If you want your FreeBSD box to be able to send mail the easiest way to go is to configure ssmtp and [1]. Note, if you want that the From: does not get overwritten, you have to set this line:

FromLineOverride=YES

Now you can test it like this on a shell:

/usr/sbin/sendmail -ti
From: <test@example.com>
To: <destination@example.org>
Subject: Test
  
Hello Test,
This is a test.
<ctrl-d>

<Ctrl-d> is generic end-of-file.

(Credits: ftc :)

X11 forwarding

If you need to have X11 forwarding you need to install XFree86-4-clients or xorg-clients respectivly. Also you have to change the /etc/ssh/sshd_config file and set X11Forwarding yes.

Compile-time flags for PHP used on mushroom/grinsekatz

the following flags have been used for compilation of php4 on the hosts mushroom/grinsekatz:

NOTE: Those flags are in lang/php4-extensions! Not in php4 itself.

 BCMATH
 CALENDAR
 CTYPE
 DOMXML
 DOMXSLT
 EXIF
 FTP
 GD
 MCAL
 MCRYPT
 MHASH
 MIME
 MING
 MYSQL
 OPENLDAP
 OVERLOAD
 PCRE
 POSIX
 SESSION
 TOKENIZER
 XML
 XMLRPC
 XSLT
 ZIP
 ZLIB

LDAP Auth on FreeBSD

quick & dirty, don't complain if it doesn't work ;)

References:

• http://www.gwdg.de/GWDG-Nachrichten/GN0508/gn0508_01.html
• http://freebsd.de-q.net/index.php/FreeBSD_Mailsystem_mit_Postfix,_Spamassassin,_LDAP_und_mehreren_Servern

Step by step:

• install security/pam_ldap
• Adjust /usr/local/etc/openldap/ldap.conf
• make a symlink: ln -svf /usr/local/etc/openldap/ldap.conf /usr/local/etc
• add session sufficient /usr/local/lib/pam_ldap.so to /etc/pam.d/sshd (XXX 2 more...)
• add /etc/nsswitch.conf

Copy /usr/local/etc/ldap.conf.dist to /usr/local/etc/ldap.conf, then edit /usr/local/etc/ldap.conf in order to use this module. Add a line similar to the following to /etc/pam.conf on 4.X, or create an /etc/pam.d/ldap on 5.X and higher with a line similar to the following:

login   auth    sufficient      /usr/local/lib/pam_ldap.so

iSCSI on FreeBSD

Load the iSCSI kernel module or add iSCSI support to your kernel according to http://www.cyberciti.biz/faq/freebsd-iscsi-initiator-howto/. Do not run the iscontrol command like stated, that does not work with this syntax.
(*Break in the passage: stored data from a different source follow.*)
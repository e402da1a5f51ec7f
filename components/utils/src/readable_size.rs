// Copyright 2026 kagefs
//
// Licensed under the Apache License, Version 2.0 (the "License");
// you may not use this file except in compliance with the License.
// You may obtain a copy of the License at
//
//      http://www.apache.org/licenses/LICENSE-2.0
//
// Unless required by applicable law or agreed to in writing, software
// distributed under the License is distributed on an "AS IS" BASIS,
// WITHOUT WARRANTIES OR CONDITIONS OF ANY KIND, either express or implied.
// See the License for the specific language governing permissions and
// limitations under the License.

use std::{
    fmt::{self, Debug, Display},
    str::FromStr,
};

use serde::{de, Deserialize, Deserializer, Serialize, Serializer};

pub const B: u64 = 1;
pub const KIB: u64 = 1024 * B;
pub const MIB: u64 = 1024 * KIB;
pub const GIB: u64 = 1024 * MIB;
pub const TIB: u64 = 1024 * GIB;

/// A byte count that prints and parses in human units ("4KiB", "1.5MiB").
#[derive(Clone, Copy, Default, PartialEq, Eq, Ord, PartialOrd)]
pub struct ReadableSize(pub u64);

impl ReadableSize {
    pub const fn kb(count: u64) -> ReadableSize {
        ReadableSize(count * KIB)
    }

    pub const fn mb(count: u64) -> ReadableSize {
        ReadableSize(count * MIB)
    }

    pub const fn gb(count: u64) -> ReadableSize {
        ReadableSize(count * GIB)
    }

    pub const fn as_bytes(self) -> u64 {
        self.0
    }
}

impl Display for ReadableSize {
    fn fmt(&self, f: &mut fmt::Formatter<'_>) -> fmt::Result {
        let size = self.0;
        if size == 0 {
            write!(f, "0B")
        } else if size % TIB == 0 {
            write!(f, "{}TiB", size / TIB)
        } else if size % GIB == 0 {
            write!(f, "{}GiB", size / GIB)
        } else if size % MIB == 0 {
            write!(f, "{}MiB", size / MIB)
        } else if size % KIB == 0 {
            write!(f, "{}KiB", size / KIB)
        } else {
            write!(f, "{}B", size)
        }
    }
}

impl Debug for ReadableSize {
    fn fmt(&self, f: &mut fmt::Formatter<'_>) -> fmt::Result {
        Display::fmt(self, f)
    }
}

impl FromStr for ReadableSize {
    type Err = String;

    fn from_str(s: &str) -> Result<ReadableSize, String> {
        let s = s.trim();
        if s.is_empty() {
            return Err("empty size".to_string());
        }
        let digits_end = s
            .find(|c: char| !c.is_ascii_digit() && c != '.')
            .unwrap_or(s.len());
        let (num, unit) = s.split_at(digits_end);
        let value: f64 = num
            .parse()
            .map_err(|e| format!("invalid size {:?}: {}", s, e))?;
        let mult = match unit.trim() {
            "" | "B" => B,
            "K" | "KB" | "KiB" => KIB,
            "M" | "MB" | "MiB" => MIB,
            "G" | "GB" | "GiB" => GIB,
            "T" | "TB" | "TiB" => TIB,
            u => return Err(format!("invalid size unit {:?}", u)),
        };
        Ok(ReadableSize((value * mult as f64) as u64))
    }
}

impl Serialize for ReadableSize {
    fn serialize<S>(&self, serializer: S) -> Result<S::Ok, S::Error>
    where
        S: Serializer,
    {
        serializer.serialize_str(&self.to_string())
    }
}

impl<'de> Deserialize<'de> for ReadableSize {
    fn deserialize<D>(deserializer: D) -> Result<ReadableSize, D::Error>
    where
        D: Deserializer<'de>,
    {
        let s = String::deserialize(deserializer)?;
        s.parse().map_err(de::Error::custom)
    }
}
iscontrol -v -d -t192.168.0.41

Note that this is an internal network for freezer in that example, just works if you configured that subnet too for sure.

For stopping the jails on ZFS/iSCSI properly the following steps are required:

• stop jail services
• stop jails
• unmount zfs: zfs unmount …
• zpool export zpool
• /usr/local/etc/rc.d/iscsi stop

Configuring mail for the box

We either have to read the mail for the root user on a regular base (using mail for example) or we forward the mails to an external mailbox (recommended we forget it anyway otherwise ;).

Do do that we have to edit the file /etc/aliases. It should contain:

root:  myself@somedomain.org

When you edited that run the command newaliases to activate the changes.